How to defuse a time bomb: China worries about liquidity

IF ANYONE had needed more proof of the extent of global economic imbalance, then last week’s inflation figures ought to have been enough. Despite unprecedented monetary ease, America’s inflation rate is running at 0.6 per cent, the lowest level in 53 years. In China, however, money is abundant and inflation is running at 4.4 per cent. That is causing deep unease in the Chinese Communist Party, but it might be a boon for spread betters. The important question, as ever, is whether to go short or long.

Certainly the momentum has mostly been downwards recently. Fears about monetary tightening have driven equity prices down, and the FTSE Xinhau 50 has fallen by 10 per cent over the last two weeks. The People’s Bank of China (PBoC) raised its reserve requirements on Friday in an attempt to suck liquidity out of the system, while the government has threatened to intervene directly in some markets to lower prices. The government has also tried to crack down on state banks deemed to be lending too much – officially there is a 7.5 trillion yuan (£706bn) quota for lending. With further tightening expected, traders might be well advised to go short on Chinese stocks. Conveniently, IG Markets now offers spread betting on the Xinhua 50.

Unfortunately, as Dylan Grice of Societe Generale observes, “the Chinese stock market is crazier than most”, so traders also need to be careful. One reason why the Chinese government has been so keen to interfere with its banks is that there is an awful lot of liquidity in China at the moment. As a result, speculative bubbles have grown up in assets from property to caterpillar fungus – an obscure Chinese medicine that now costs as much as gold. If inflation persists then Chinese savers may seek out more profitable speculative investments, inflating bubbles further.

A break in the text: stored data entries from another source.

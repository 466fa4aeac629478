use crate::config::ReadOptions;
use crate::cursor::Cursor;
use crate::enumerable::Enumerable;
use crate::error::CursorError;
use crate::step::Step;
use std::fs::File;
use std::io::{BufRead, BufReader};
use std::path::Path;
use tracing::{debug, trace, warn};

#[derive(Debug)]
enum State<R> {
    Open(R),
    /// The reader is kept until close or drop.
    Exhausted { _reader: R },
    Closed,
}

/// Streaming handle that is its own cursor
///
/// Each `advance` consumes one line from the reader, so traversal is
/// destructive and cannot be restarted. Requesting a cursor from a
/// `&mut LineCursor` hands back the very same handle.
#[derive(Debug)]
pub struct LineCursor<R> {
    state: State<R>,
    position: usize,
    options: ReadOptions,
    buffer: Vec<u8>,
}

impl<R: BufRead> LineCursor<R> {
    pub fn new(reader: R) -> Self {
        Self::with_options(reader, ReadOptions::default())
    }

    pub fn with_options(reader: R, options: ReadOptions) -> Self {
        LineCursor {
            state: State::Open(reader),
            position: 0,
            options,
            buffer: Vec::new(),
        }
    }
}

impl LineCursor<BufReader<File>> {
    /// Open a file for line-by-line traversal with default options
    pub fn open(path: impl AsRef<Path>) -> Result<Self, CursorError> {
        Self::open_with(path, ReadOptions::default())
    }

    pub fn open_with(path: impl AsRef<Path>, options: ReadOptions) -> Result<Self, CursorError> {
        let path = path.as_ref();
        let file = File::open(path).map_err(|source| CursorError::ResourceUnavailable {
            path: path.to_path_buf(),
            source,
        })?;

        // A zero-capacity BufReader reports end of file on its first fill.
        let capacity = options.buffer_capacity.max(1);
        debug!(path = %path.display(), buffer_capacity = capacity, "opened line cursor");

        Ok(Self::with_options(
            BufReader::with_capacity(capacity, file),
            options,
        ))
    }
}

impl<R> LineCursor<R> {
    /// Release the underlying reader
    ///
    /// Later `advance` calls, and requests for a cursor, fail with
    /// `CursorError::Closed`. Closing twice is a no-op.
    pub fn close(&mut self) {
        if !self.is_closed() {
            debug!(lines_read = self.position, "closed line cursor");
        }
        self.state = State::Closed;
    }

    pub fn is_closed(&self) -> bool {
        matches!(self.state, State::Closed)
    }

    pub fn options(&self) -> &ReadOptions {
        &self.options
    }

    fn finish(&mut self) {
        let state = std::mem::replace(&mut self.state, State::Closed);
        if let State::Open(reader) = state {
            trace!(lines_read = self.position, "line cursor reached end of sequence");
            self.state = State::Exhausted { _reader: reader };
        } else {
            self.state = state;
        }
    }

    fn strip_line_ending(&self, mut line: String) -> String {
        if !self.options.keep_line_endings && line.ends_with('\n') {
            line.pop();
            if line.ends_with('\r') {
                line.pop();
            }
        }
        line
    }
}

impl<R: BufRead> Cursor for LineCursor<R> {
    type Element = String;
    type Error = CursorError;

    fn advance(&mut self) -> Result<Step<Self::Element>, Self::Error> {
        let reader = match &mut self.state {
            State::Open(reader) => reader,
            State::Exhausted { .. } => return Ok(Step::EndOfSequence),
            State::Closed => return Err(CursorError::Closed),
        };

        let line = self.position + 1;
        self.buffer.clear();

        match reader.read_until(b'\n', &mut self.buffer) {
            Ok(0) => {
                self.finish();
                return Ok(Step::EndOfSequence);
            }
            Ok(_) => {}
            Err(source) => {
                warn!(line = line, error = %source, "line cursor read failed, closing");
                self.state = State::Closed;
                return Err(CursorError::Read { line, source });
            }
        }

        let text = match String::from_utf8(std::mem::take(&mut self.buffer)) {
            Ok(text) => text,
            Err(_) => {
                warn!(line = line, "line cursor met invalid UTF-8, closing");
                self.state = State::Closed;
                return Err(CursorError::InvalidUtf8 { line });
            }
        };

        self.position = line;
        Ok(Step::Item(self.strip_line_ending(text)))
    }

    fn position(&self) -> usize {
        self.position
    }

    fn is_exhausted(&self) -> bool {
        matches!(self.state, State::Exhausted { .. })
    }
}

/// The handle is its own cursor: asking for one returns the same object.
impl<'h, R: BufRead> Enumerable for &'h mut LineCursor<R> {
    type Element = String;
    type Cursor = &'h mut LineCursor<R>;

    fn cursor(self) -> Result<Self::Cursor, <Self::Cursor as Cursor>::Error> {
        if self.is_closed() {
            return Err(CursorError::Closed);
        }
        Ok(self)
    }
}

/// Open `path`, hand the cursor to `f`, and release the file afterwards
///
/// The file is closed whether `f` succeeds, fails, or unwinds.
pub fn with_open<P, F, T, E>(path: P, f: F) -> Result<T, E>
where
    P: AsRef<Path>,
    F: FnOnce(&mut LineCursor<BufReader<File>>) -> Result<T, E>,
    E: From<CursorError>,
{
    let mut cursor = LineCursor::open(path)?;
    let result = f(&mut cursor);
    cursor.close();
    result
}
//! # SeqCursor - Sequence Cursor Protocol
//!
//! Pull-based, one-at-a-time traversal of collections and streaming resources.
//!
//! An [`Enumerable`] produces a [`Cursor`]; each [`Cursor::advance`] yields
//! either the next element or [`Step::EndOfSequence`]. The library emphasizes:
//!
//! - **Explicit termination**: end of sequence is a value, never an error, and
//!   it never resurrects
//! - **Independent cursors**: cursors over in-memory containers are cheap
//!   snapshots that advance without affecting each other
//! - **Self-cursoring handles**: a [`LineCursor`] is its own cursor, consumed
//!   destructively and released on close or scope exit

pub mod config;
pub mod cursor;
pub mod cursors;
pub mod enumerable;
pub mod error;
pub mod filter;
pub mod iter;
pub mod map;
pub mod mapping;
pub mod step;

pub use config::ReadOptions;
pub use cursor::{Cursor, advance};
pub use cursors::{KeyCursor, LineCursor, SliceCursor, with_open};
pub use enumerable::{Enumerable, get_cursor};
pub use error::CursorError;
pub use filter::{Filter, FilterExt, filter};
pub use iter::{Items, IterExt, Values};
pub use map::{Map, MapExt, map};
pub use mapping::Mapping;
pub use step::Step;
use serde::{Deserialize, Serialize};

pub const DEFAULT_BUFFER_CAPACITY: usize = 8 * 1024;

/// Options for streaming handles opened from the filesystem
#[derive(Debug, Clone, PartialEq, Eq, Serialize, Deserialize)]
#[serde(default)]
pub struct ReadOptions {
    /// Capacity of the read buffer placed in front of the file
    pub buffer_capacity: usize,
    /// Keep the `\n` or `\r\n` terminator on each yielded line
    pub keep_line_endings: bool,
}

impl Default for ReadOptions {
    fn default() -> Self {
        ReadOptions {
            buffer_capacity: DEFAULT_BUFFER_CAPACITY,
            keep_line_endings: true,
        }
    }
}

impl ReadOptions {
    pub fn with_buffer_capacity(mut self, capacity: usize) -> Self {
        self.buffer_capacity = capacity;
        self
    }

    pub fn with_keep_line_endings(mut self, keep: bool) -> Self {
        self.keep_line_endings = keep;
        self
    }
}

Grice argues that the Chinese government is struggling to contain Chinese speculators and that they may be forced to engineer a slowdown, “in which case a hard landing shouldn’t be beyond the realms of imagination”. But before that happens, Chinese asset prices could well increase dramatically, so traders need to make sure they are not caught out. Much depends on how effective monetary tightening is seen to be – with rising food prices a global phenomenon, many analysts fear that inflation will persist.

Mark Williams, senior China economist at Capital Economics, is not one of them however. Williams argues that much of the recent increase in food prices was the result of a temporary supply shock, and that inflation ought to recede within a few months. He says there is “no strong evidence of bubbles” and that “while there is the potential for speculative spending to take off”, it isn’t happening yet. According to Williams, the Chinese government is succeeding in suppressing speculation, and China ought to keep growing. As he says, investors “shouldn’t panic”.

But they should perhaps step back a little. Chinese liquidity is rather like an unexploded bomb. Either the PBoC will be able to slowly defuse it, or it will go off. Spread betters need to be careful not to get caught in the blast if that happens.